In memoriam: Former Highline Times Publisher Al Sneed
Mon, 01/17/2011
I don't know how to write this. My friend and business partner of fifty years died last week. He was Al Sneed. He had been a young go-getter not long out of an Air Force uniform where he had been a P-38 fighter pilot during WW II.
A lot can happen in fifty years, particularly if there was never a serious disagreement, ever, in all that time.
Arguments? Debates? Of course. But never an angry pillow to punch. That is hard to believe but true.
My introduction to Al Sneed was facilitated by another prominent area citizen.
John Muller was a legendary Highline banker, building contractor of luxury homes on Marine View Drive in Arbor Heights and Seahurst and also a banker in Alaska in the forties until he got the publishing bug. A newspaper owner in Cordova fell on hard times so the bank took it over and asked Mr. Muller to run it.
When he retired up there he came to early-day Burien and bought a tiny weekly paper called the Glendale Highline Gazette.
Burien was just starting to blossom and White Center was the booming home of six taverns and a movie house, five grocery stores and three furniture stores and one bank. It had a tiny weekly also.
I lived in McMicken Heights with a wife and three sons and I sold ads for a Kent paper. Mr. Muller bought the White Center News in 1951 and asked me to run it. .
That year Mr. Muller also needed somebody to help him run the Highline Times and I had heard of a whiz-bang ad man in Renton. Mr. Muller hired Al Sneed. That was when I met Al.
The Highline Times had a clankety clank letterpress in the building next to Burien Books on 152nd Street and I printed the White Center News on it.
The press was ancient and I was unhappy with the ugly printing.
I learned of a paper in Portland that was printed on a process called offset that was so much more attractive and I went to visit the plant.
That did it. I told Al Sneed about it. I showed him some papers printed offset and he called Mr. Muller in Paris where he and a new wife, the former Marcella von Gortler, were honeymooning.
Al told Mr. Muller about a new press being built in Philadelphia.
Mr. Muller cut his honeymoon trip short and met us in Philly where we bought the press and formed a new company called Rotary Offset Publishing. We put the new offset press in a remodeled pressroom next door to the Ding How restaurant in Burien.

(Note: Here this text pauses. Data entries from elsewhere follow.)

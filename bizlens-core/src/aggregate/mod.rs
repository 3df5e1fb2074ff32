//! Lossless table aggregation
//!
//! Produces per-column statistics and derived segment breakdowns over the
//! whole table, with no sampling. For large tables this summary carries the
//! numeric truth into the prompt while representative samples (see
//! [`crate::sample`]) supply concrete example rows.
//!
//! A column is treated as numeric or categorical based on the type of its
//! FIRST cell. This is a deliberate, documented simplification: a mixed
//! column whose first cell is text is summarized categorically even if most
//! cells are numbers. The strategy sits behind [`TypeInference`] so callers
//! can swap it, but the default must not silently change.

use crate::stats::NumericSeries;
use crate::types::{Cell, ColumnRole, RoleMapping, Table};
use serde::{Deserialize, Serialize};
use std::collections::HashMap;

/// Fragments locating the status-like column for segmentation.
const STATUS_FRAGMENTS: &[&str] = &["status", "state", "category"];
/// Fragments locating the geography column.
const GEO_FRAGMENTS: &[&str] = &["country", "region", "location"];

/// How many top categorical values to keep per breakdown.
const TOP_VALUES: usize = 10;
/// Histogram bucket count for numeric columns.
const DISTRIBUTION_BUCKETS: usize = 5;

// ============================================
// Type inference strategy
// ============================================

/// Strategy deciding whether a column is numeric.
pub trait TypeInference {
    fn is_numeric(&self, column: &[Cell]) -> bool;
}

/// Default strategy: inspect only the first cell.
#[derive(Debug, Default, Clone, Copy)]
pub struct FirstCellTypeInference;

impl TypeInference for FirstCellTypeInference {
    fn is_numeric(&self, column: &[Cell]) -> bool {
        column.first().map(Cell::is_number).unwrap_or(false)
    }
}

// ============================================
// Summary types
// ============================================

/// Statistics for one numeric column.
#[derive(Debug, Clone, Serialize, Deserialize)]
pub struct NumericColumn {
    pub header: String,
    pub count: usize,
    pub sum: f64,
    pub mean: Option<f64>,
    pub median: Option<f64>,
    pub min: Option<f64>,
    pub max: Option<f64>,
    pub std_dev: Option<f64>,
    pub q1: Option<f64>,
    pub q3: Option<f64>,
    pub iqr: Option<f64>,
    pub skewness: Option<f64>,
    pub kurtosis: Option<f64>,
    pub iqr_outlier_count: usize,
    pub z_score_outlier_count: usize,
    /// Histogram buckets: "<start>-<end>" label to row count
    pub distribution: Vec<(String, usize)>,
}

/// One value/count/percentage entry in a categorical breakdown.
#[derive(Debug, Clone, PartialEq, Serialize, Deserialize)]
pub struct ValueCount {
    pub value: String,
    pub count: usize,
    pub percentage: f64,
}
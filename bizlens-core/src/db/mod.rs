//! Database storage layer
//!
//! SQLite-backed, append-only store of analysis records. The store is a
//! soft dependency of the pipeline: a failed write is logged and the
//! analysis still succeeds.

pub mod repo;
pub mod schema;

pub use repo::Database;
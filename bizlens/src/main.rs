//! bizlens - schema-aware business data analyst
//!
//! Parses a tabular file, infers column roles and industry, computes
//! statistics, and asks the configured text-generation API for a business
//! report grounded in the verified numbers.

use std::path::PathBuf;

use anyhow::{bail, Context, Result};
use clap::Parser;

use bizlens_core::analyze::Analyzer;
use bizlens_core::ingest::parse_table;
use bizlens_core::report::ResponseType;
use bizlens_core::{ChatClient, Config, Database};

#[derive(Parser)]
#[command(name = "bizlens")]
#[command(about = "Analyze tabular business data with a generated report")]
#[command(version)]
struct Args {
    /// Tabular input file (CSV or delimiter-separated text)
    #[arg(short, long, required_unless_present = "history")]
    file: Option<PathBuf>,

    /// Question to answer about the data
    #[arg(short, long, default_value = "Give me an overview of this dataset.")]
    question: String,

    /// User identity that owns the stored analysis
    #[arg(short, long, default_value = "local")]
    user: String,

    /// Dataset identifier to tag the stored analysis with
    #[arg(short, long)]
    dataset: Option<String>,

    /// Print the assembled prompt instead of calling the API
    #[arg(long)]
    offline: bool,

    /// List stored analyses for the user instead of running one
    #[arg(long)]
    history: bool,

    /// Output format: text (default) or json
    #[arg(long, default_value = "text")]
    format: String,
}

#[tokio::main]
async fn main() -> Result<()> {
    let args = Args::parse();

    // Load configuration
    let config = Config::load().context("failed to load configuration")?;

    // Initialize logging
    let _log_guard =
        bizlens_core::logging::init(&config.logging).context("failed to initialize logging")?;

    // Open database
    let db_path = Config::database_path();
    let db = Database::open(&db_path).context("failed to open database")?;
    db.migrate().context("failed to run database migrations")?;

    if args.history {
        return show_history(&db, &args.user);
    }

    let Some(file) = args.file.as_ref() else {
        bail!("--file is required unless --history is given");
    };
    let raw = std::fs::read_to_string(file)
        .with_context(|| format!("failed to read {}", file.display()))?;
    let table = parse_table(&raw).context("failed to parse tabular input")?;

    tracing::info!(
        file = %file.display(),
        rows = table.row_count(),
        columns = table.column_count(),
        "Parsed input file"
    );

    if table.skipped_rows > 0 {
        eprintln!(
            "note: skipped {} malformed row(s) during parsing",
            table.skipped_rows
        );
    }

    if args.offline {
        let analyzer = Analyzer::offline(config.analysis);
        let prepared = analyzer
            .prepare(&table, &args.question)
            .context("failed to prepare analysis")?;

        println!("=== SYSTEM ===\n{}", prepared.prompt.system);
        println!("=== USER ===\n{}", prepared.prompt.user);
        return Ok(());
    }

    let Some(llm_config) = config.llm else {
        bail!(
            "no [llm] section in {}; configure the text-generation API or run with --offline",
            Config::config_path().display()
        );
    };

    let llm = ChatClient::new(llm_config).context("failed to create text-generation client")?;
    let analyzer = Analyzer::new(llm, config.analysis);

    let (response, record) = analyzer
        .analyze_and_record(&db, &args.user, args.dataset.as_deref(), &table, &args.question)
        .await
        .context("analysis failed")?;

    if args.format == "json" {
        println!("{}", serde_json::to_string_pretty(&response)?);
        return Ok(());
    }

    println!("{}", response.content);
    println!();
    println!(
        "[industry: {} | confidence: {} | rows: {}]",
        response.industry,
        response.confidence.as_str(),
        response.validated_totals.row_count
    );

    if response.response_type == ResponseType::Chart {
        if let Some(chart) = &response.chart_data {
            println!("\nChart series:");
            for point in chart {
                println!("  {:<30} {}", point.label, point.value);
            }
        }
    }

    if record.is_none() {
        eprintln!("note: analysis was not persisted (storage unavailable)");
    }

    Ok(())
}

fn show_history(db: &Database, user: &str) -> Result<()> {
    let records = db.list_analyses(user, 20)?;

    if records.is_empty() {
        println!("No stored analyses for '{}'.", user);
        return Ok(());
    }

    for record in records {
        println!(
            "{}  [{}] {} rows  {}",
            record.created_at.format("%Y-%m-%d %H:%M"),
            record.industry,
            record.metrics.row_count,
            record.question
        );
    }

    Ok(())
}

Then the dynamic partnership began traveling all over the state seeking users wanting the vivid product. We had customers in Port Angeles, Lynwood, Renton, Tacoma, Buckley. You name it.
Burien, before Southcenter and the burgeoning airport, was wall-to-wall with new businesses. We soon ran out of press capacity and moved a huge new press to a great new building near the White Center field house.
By the early 1970s, we had outgrown our space again so we joined a group of East Coast investors and ordered a monster new press. We called it Rotary Offset. We rented a monster building in Tukwila from Mario Segale.
About 1973 the lights went out in Seattle
We were borrowing operating capital from the bank at 22 per cent. The airport was buying up thousands of residential houses for a second runway and moving our subscribers away from the community.
All the businesses that had left White Center in the sixties went to Burien (there were five men's stores, five dress shops) and the Port even took the tennis club.
Al Sneed was beleaguered with the dramatic demise of Bell's department store, which became Lamonts, which became Gottschalk's. Even the ice rink, the movie house, the shoe stores, the men's stores, the ladies shops slowly went belly up as Southcenter drew away shoppers.
Al went on to run a newspaper in Smokey Point, later selling out. After leaving the Northwest, Al and his wife moved to Nevada. Al became a land developer until he sold out and retired, returning to Enumclaw. His wife, Bobbie, preceded him in death in 2004.
So much for his business life.
I took Al on many trips seeking steelhead and salmon on the Olympic Peninsula.
One time we were on the Hamma Hamma hiking up to the famous Blue Hole.
We had waders so when we had to cross to continue our quest, he announced that he somehow had ripped a big hole in his boots. Nearby was a makeshift gondola allowing a person to pull himself hand over hand across the stream on the cables. Al got in. I just stayed in the water and waded in the two-foot deep stream.
No problem, but he was puffing hard when we got across and finally arriving at the spectacular Blue Hole we tried our luck for ten minutes.
I made a cast into lovely riffle, got lucky and hooked a silver beauty of seven or eight pounds. I yelled at Al to come up from his spot downstream from me. Al declined. We eventually made our way back to the gondola. Al climbed aboard again while I walked beneath with one hand on the platform and the other holding fish and rod. I yelled encouragement while Al pulled us both across the stream. It was tough enough when Al came across the first time. Now he had to pull me, too.
At the far side he was actually pulling that huge box car up hill.
He never complained.....We've recalled that moment over the years and recently he muttered something about carrying me for fifty years...he was right.